Questions to Ask Health Benefits Brokers to Make Sure the Price Is Right

Dave Chase, co-founder of Health Rosetta, says three questions address three big problems in health care: pricing failure, overtreatment and a crazy amount of administrative burden.

Just as in retirement plans, in the health benefits market there can be conflicts-of-interests between providers that drive up costs for employers and employees and result in decisions being made that are not in the best interest of participants.

Seattle-based Dave Chase, co-founder of Health Rosetta, which promotes reform for the U.S. health care system, says there are three questions employers should be asking their health benefits brokers or advisers. The firm’s website claims, “We help public & private employers and unions provide better care for 157 million Americans while reducing health benefits spending by 20-40%.”

Chase says if employers ask, “What kind of commissions and bonuses do you receive from carriers, in total?” they will learn what kind of incentives are driving broker and adviser underlying decisions. Employers will learn whether recommendations are driven heavily by those relationships. Chase says there is a lack of disclosure in the health benefits market.

“On the fully insured side, the more clients a broker gets, the more they get paid,” Chase explains. “On self-insured side, brokers will often get paid a very substantial bonus payment based on retention of a book of employers with a particular carrier. For example if a broker retains 90% of clients for particular plan, he or she can get a 20% or so bonus, so the broker is not going to shop around. Who pays you determines who you work for. If a broker positions himself as a buyer’s agent but acts as a seller’s agent, this creates all kinds of problems”

According to Chase, Health Rosetta offers a disclosure form and has found up to 70% of undisclosed revenue streams plan sponsors are not aware of. The firm has also found that if the spread between regular inflation and health cost inflation had been invested in the market over the course of their careers, Baby Boomers would have $1 million more in retirement savings.

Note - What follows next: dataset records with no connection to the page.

use std::collections::BTreeSet;

use super::annotation::JavaAnnotation;
use super::types::JavaType;
use super::{ClassId, JavaModifier, MemberId, Source, TypeVariableId};

/// A class, interface, enum, annotation, record, array or primitive type.
///
/// Classes referenced by the imported bytecode but not part of the import
/// batch exist as stubs: they carry name information only and
/// `fully_imported` is `false`.
#[derive(Debug, Clone)]
pub struct JavaClass {
    pub id: ClassId,
    /// Binary name; arrays use the class-file form (`[Ljava.lang.String;`).
    pub name: String,
    /// Canonical name (`java.lang.String[]` for arrays).
    pub full_name: String,
    pub simple_name: String,
    pub package_name: String,
    pub modifiers: BTreeSet<JavaModifier>,
    pub is_interface: bool,
    pub is_enum: bool,
    pub is_annotation: bool,
    pub is_record: bool,
    pub is_array: bool,
    pub is_primitive: bool,
    pub fully_imported: bool,
    pub component_type: Option<ClassId>,
    pub superclass: Option<JavaType>,
    pub interfaces: Vec<JavaType>,
    pub type_parameters: Vec<TypeVariableId>,
    /// Direct subclasses and implementations, populated during completion.
    pub subclasses: Vec<ClassId>,
    pub enclosing_class: Option<ClassId>,
    pub members: Vec<MemberId>,
    pub annotations: Vec<JavaAnnotation>,
    pub source: Option<Source>,
}

impl JavaClass {
    pub(crate) fn stub(
        id: ClassId,
        descriptor: &super::descriptor::TypeDescriptor,
        component_type: Option<ClassId>,
    ) -> Self {
        JavaClass {
            id,
            name: descriptor.name().to_string(),
            full_name: descriptor.full_name().to_string(),
            simple_name: descriptor.simple_name().to_string(),
            package_name: descriptor.package_name().to_string(),
            modifiers: BTreeSet::new(),
            is_interface: false,
            is_enum: false,
            is_annotation: false,
            is_record: false,
            is_array: descriptor.is_array(),
            is_primitive: descriptor.is_primitive(),
            fully_imported: false,
            component_type,
            superclass: None,
            interfaces: Vec::new(),
            type_parameters: Vec::new(),
            subclasses: Vec::new(),
            enclosing_class: None,
            members: Vec::new(),
            annotations: Vec::new(),
            source: None,
        }
    }

    pub fn has_modifier(&self, modifier: JavaModifier) -> bool {
        self.modifiers.contains(&modifier)
    }

    pub fn is_top_level(&self) -> bool {
        self.enclosing_class.is_none()
    }

    pub fn is_nested(&self) -> bool {
        self.enclosing_class.is_some()
    }

    /// Nested and not static.
    pub fn is_inner(&self) -> bool {
        self.is_nested() && !self.has_modifier(JavaModifier::Static)
    }

    pub fn is_anonymous(&self) -> bool {
        self.is_nested() && self.simple_name.is_empty()
    }

    /// Declared inside a code block, e.g. `Outer$1Local`.
    pub fn is_local(&self) -> bool {
        if !self.is_nested() || self.simple_name.is_empty() {
            return false;
        }
        let after_dollar = match self.name.rfind('$') {
            Some(pos) => &self.name[pos + 1..],
            None => return false,
        };
        after_dollar
            .chars()
            .next()
            .is_some_and(|c| c.is_ascii_digit())
    }

    /// The raw superclass, i.e. the erasure of a possibly generic superclass.
    pub fn raw_superclass(&self) -> Option<ClassId> {
        self.superclass.as_ref().and_then(raw_class_of)
    }

    /// Raw interfaces, in declaration order.
    pub fn raw_interfaces(&self) -> Vec<ClassId> {
        self.interfaces.iter().filter_map(raw_class_of).collect()
    }

    /// Simple name of the outermost enclosing class, derived from the name.
    pub(crate) fn outermost_simple_name(&self) -> &str {
        let after_package = match self.name.rfind('.') {
            Some(pos) => &self.name[pos + 1..],
            None => self.name.as_str(),
        };
        match after_package.find('$') {
            Some(pos) if pos > 0 => &after_package[..pos],
            _ => after_package,
        }
    }

    /// File name used for source code locations.
    pub fn source_file_name(&self) -> String {
        self.source
            .as_ref()
            .and_then(|source| source.file_name.clone())
            .unwrap_or_else(|| format!("{}.java", self.outermost_simple_name()))
    }

    pub fn description(&self) -> String {
        format!("Class <{}>", self.name)
    }
}

/// Supertypes are always classes or parameterized classes.
fn raw_class_of(ty: &JavaType) -> Option<ClassId> {
    match ty {
        JavaType::Class(id) => Some(*id),
        JavaType::Parameterized(p) => Some(p.raw),
        JavaType::GenericArray(_) | JavaType::TypeVariable(_) | JavaType::Wildcard(_) => None,
    }
}

impl PartialEq for JavaClass {
    fn eq(&self, other: &Self) -> bool {
        self.id == other.id
    }
}

impl Eq for JavaClass {}

#[cfg(test)]
mod tests {
    use super::*;
    use crate::model::descriptor::TypeDescriptorRegistry;

    fn stub(name: &str) -> JavaClass {
        let mut registry = TypeDescriptorRegistry::new();
        let descriptor = registry.descriptor_for(name).unwrap();
        JavaClass::stub(ClassId(0), &descriptor, None)
    }

    #[test]
    fn test_stub_is_not_fully_imported() {
        let class = stub("com.example.Foo");
        assert!(!class.fully_imported);
        assert!(class.is_top_level());
        assert_eq!(class.simple_name, "Foo");
        assert_eq!(class.package_name, "com.example");
    }

    #[test]
    fn test_nested_classification() {
        let mut anonymous = stub("com.example.Outer$1");
        anonymous.enclosing_class = Some(ClassId(1));
        assert!(anonymous.is_anonymous());
        assert!(!anonymous.is_local());
        assert!(anonymous.is_inner());

        let mut local = stub("com.example.Outer$1Helper");
        local.enclosing_class = Some(ClassId(1));
        assert!(local.is_local());
        assert!(!local.is_anonymous());

        let mut nested = stub("com.example.Outer$Inner");
        nested.enclosing_class = Some(ClassId(1));
        nested.modifiers.insert(JavaModifier::Static);
        assert!(nested.is_nested());
        assert!(!nested.is_inner());
        assert!(!nested.is_local());
    }

    #[test]
    fn test_source_file_name_fallback() {
        let class = stub("com.example.Outer$Inner");
        assert_eq!(class.source_file_name(), "Outer.java");

        let mut with_source = stub("com.example.Outer$Inner");
        with_source.source = Some(Source::new("jar:foo.jar!/Outer.class", Some("Outer.kt".to_string()), false));
        assert_eq!(with_source.source_file_name(), "Outer.kt");
    }
}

He adds that if a broker won’t answer this question, it is a massive red flag. “Why would you work with someone who won’t disclose what they get paid? If they can’t fully disclose compensation, they are likely getting paid too much,” he says.

If an employer asks, “Is more than half your compensation coming from one specific carrier?” it can find out if the broker is less likely to shop around for the best deal. Chase explains that typically the way such a relationship works is that a carrier can fire the broker with only 30-days-notice if he or she is not selling well for that carrier. Such a relationship means the broker is not acting in the best interest of the health benefits sponsor.

Finally, Chase suggests employers ask benefit brokers, “What’s your method to shop the market and find the best offer available?” He says that rather than always building off of what they did last year, good business practice for a health benefits broker is to start from the ground up and determine the proper foundational components of the plan and search on that. Brokers should not say, “We have this carrier that may be able to accommodate the right plan for your employees.”

Employers should strive for a transparent broker relationship, high performance plan design, and a good administrator of benefits. One thing Chase says needs to be addressed is primary care. “Many plans have band aids meant to address that—urgent care, nurse call lines, etc. If they offered proper primary care, those things are unnecessary,” he says.

If the broker finds a better plan for the employer, Chase suggests that the most successful way to introduce it to employees is not to take away the old underperforming plan. Add the new plan, and over a three-year period or so, as word of mouth spreads, more employees will join the good plan.

“It’s about addressing three big problems in health care: pricing failure—no correlation between what employers and employees pay and are they get—overtreatment—no value-based care—and a crazy amount of administrative burden,” Chase says. “These questions address these extremely well. Transparent, open networks tackle the pricing failure problem. In the old preferred provider organization (PPO) environment, there was a good insurance carrier and employers and employees paid for that. Now they are spending more for less.”

Concerning overtreatment, Chase says having proper primary care addresses this. “Today most plans ration choices. For example, if an employee has lower back pain, a very common problem, they are told there’s a pill that will fix that. So much care is non-evidence based. But proper primary care will say, ‘Here are the different options and here is what works best the majority of the time’” Chase explains

He adds that an open, transparent network gets rid of middle men and enhances primary care which reduces administrative burdens.

“There’s a lot of talk about evidence-based medicine. We are trying to make the case for evidence-based health purchases. We scour the country for those paying less and getting more—the opposite of what most employers and employees are getting today,” Chase says.